La administración mexicana enfrenta una creciente presión por parte del gobierno estadounidense en el contexto posterior a la detención del líder venezolano Nicolás Maduro. Fuentes cercanas a las autoridades mexicanas revelan que funcionarios de alto nivel analizan las demandadas cada vez más estrictas del presidente Donald Trump, quien habría solicitado medidas que incluyen la detención de políticos del partido Morena con supuestos vínculos con el narcotráfico.
En reuniones privadas, integrantes del gobierno mexicano discuten cómo responder a lo que consideran exigencias difíciles de aceptar, que sobrepasan incluso el planteamiento de una intervención militar estadounidense directa en territorio mexicano. La presidenta Claudia Sheinbaum reiteró que la soberanía de México es inviolable y descartó que la participación militar extranjera sea necesaria.

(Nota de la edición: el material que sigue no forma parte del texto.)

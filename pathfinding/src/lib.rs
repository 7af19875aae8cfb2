//! Grid-based best-first search.
//!
//! `GridMap`/`WeightedGridMap` hold the domain, `ExpansionPolicy`
//! implementations generate successors over one of them, `Heuristic`
//! implementations bound the remaining distance, and
//! `UnidirectionalSearch` ties a policy and a heuristic together into
//! Dijkstra, A*, weighted A*, or a bounded-suboptimal search depending on
//! its `SearchConfig`.

pub mod bittable;
pub mod expansion;
pub mod gridmap;
pub mod heuristic;
pub mod ids;
pub mod listener;
mod neighbourhood;
mod node_pool;
mod padding;
pub mod pqueue;
pub mod search;
pub mod weighted;

pub use expansion::{ExpansionPolicy, Successor, UniformCostExpansionPolicy, WeightedExpansionPolicy};
pub use gridmap::{GridMap, GridMapError};
pub use heuristic::{Heuristic, HeuristicValue, ManhattanHeuristic, OctileHeuristic, WeightedOctileHeuristic, ZeroHeuristic};
pub use ids::{PackedId, PaddedId};
pub use listener::SearchListener;
pub use neighbourhood::Neighbourhood;
pub use node_pool::{NodePool, SearchNode, BLOCK_SIZE};
pub use search::{
    AdmissibilityCriterion, FeasibilityCriterion, ProblemInstance, ReopenPolicy, SearchConfig,
    SearchMetrics, SearchParameters, SearchScope, Solution, UnidirectionalSearch,
};
pub use weighted::{CostTable, CostTableError, WeightedGridMap};
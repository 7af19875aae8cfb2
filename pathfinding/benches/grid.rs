//! Benchmarks `GridMap`-backed Dijkstra/A* over a synthetic random map,
//! in place of the teacher's `benches/bitgrid.rs` (which benchmarked
//! against fixture `.scen` files under `maps/bitgrid` that this crate
//! doesn't ship). Grounded on that file's `criterion_group`/per-algorithm
//! `bench_function` shape and its `run` helper, with a seeded random
//! board standing in for the fixture walk.

use criterion::{criterion_group, criterion_main, Criterion};
use pathfinding::{
    GridMap, Heuristic, OctileHeuristic, SearchConfig, SearchParameters, SearchScope,
    UnidirectionalSearch, UniformCostExpansionPolicy, ZeroHeuristic,
};
use rand::Rng;
use rand_pcg::Pcg64;

fn random_map(w: u32, h: u32, open_chance: f64) -> GridMap {
    let mut rng = Pcg64::new(0xcafef00dd15ea5e5, 0xa02bdbf7bb3c0a7a);
    let mut map = GridMap::new(w, h);
    for y in 0..h {
        for x in 0..w {
            map.set_traversable(x, y, rng.gen_bool(open_chance));
        }
    }
    map.set_traversable(0, 0, true);
    map.set_traversable(w - 1, h - 1, true);
    map
}

fn run_all_corners<H: Heuristic>(map: &GridMap, heuristic: &H) {
    let mut policy = UniformCostExpansionPolicy::new(map, true);
    let scope = SearchScope::new();
    let corners = [
        (0, 0, map.width() - 1, map.height() - 1),
        (map.width() - 1, 0, 0, map.height() - 1),
    ];
    for (sx, sy, gx, gy) in corners {
        let problem = scope.new_problem(map.xy_to_packed(sx, sy), map.xy_to_packed(gx, gy));
        let mut search = UnidirectionalSearch::new(&mut policy, heuristic, SearchConfig::default());
        let _ = search.get_path(&problem, &SearchParameters::default());
    }
}

fn benchmark(c: &mut Criterion) {
    let map = random_map(256, 256, 0.8);

    let mut group = c.benchmark_group("grid_search_256x256");
    group.bench_function("dijkstra", |b| {
        b.iter(|| run_all_corners(&map, &ZeroHeuristic));
    });
    group.bench_function("astar", |b| {
        let h = OctileHeuristic::new(&map);
        b.iter(|| run_all_corners(&map, &h));
    });
    group.finish();
}

criterion_group! {
    name = bench;
    config = Criterion::default();
    targets = benchmark
}

criterion_main!(bench);
//! Packed (logical grid) and padded (storage grid) cell identifiers.
//!
//! The two id spaces are related by [`crate::padding`]'s conversion
//! functions. Keeping them as distinct types instead of bare `u32`s is what
//! stops a packed id from being handed to a method that expects a padded
//! one, or vice versa.

use std::fmt;

macro_rules! id_type {
    ($name:ident, $doc:expr) => {
        #[doc = $doc]
        #[derive(Copy, Clone, PartialEq, Eq, PartialOrd, Ord, Hash, Default)]
        pub struct $name(pub(crate) u32);

        impl $name {
            /// Sentinel value used where "no such cell" is a valid state
            /// (the root of a path, an unset parent pointer).
            pub const NONE: $name = $name(u32::MAX);

            #[inline(always)]
            pub fn is_none(self) -> bool {
                self.0 == u32::MAX
            }

            #[inline(always)]
            pub fn raw(self) -> u32 {
                self.0
            }
        }

        impl From<u32> for $name {
            fn from(v: u32) -> Self {
                $name(v)
            }
        }

        impl fmt::Debug for $name {
            fn fmt(&self, f: &mut fmt::Formatter<'_>) -> fmt::Result {
                if self.is_none() {
                    write!(f, concat!(stringify!($name), "(none)"))
                } else {
                    write!(f, concat!(stringify!($name), "({})"), self.0)
                }
            }
        }
    };
}

id_type!(PackedId, "Index into the logical `W x H` grid: `id = y*W + x`.");
id_type!(
    PaddedId,
    "Index into the zero-padded storage grid a `GridMap`/`WeightedGridMap` keeps internally."
);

“El tema que más nos preocupa es la posible petición estadounidense para arrestar a miembros del partido de la presidenta que estarían vinculados con grupos delictivos”, indican fuentes consultadas. La detención de figuras políticas de Morena implicaría un riesgo interno para la mandataria, pues podría erosionar su autoridad y polarizar la base nacionalista de su partido.
En respuesta, México ha fortalecido acciones contra el narcotráfico, incluyendo extradiciones y despliegues en zonas fronterizas, a fin de mitigar la presión estadounidense, que a pesar de su retórica dura, mantiene canales activos de cooperación en seguridad con México. Sheinbaum enfatizó que cualquier investigación debe seguir los procesos legales conforme a pruebas y que hasta ahora no ha habido acciones directas contra funcionarios destacados de Morena.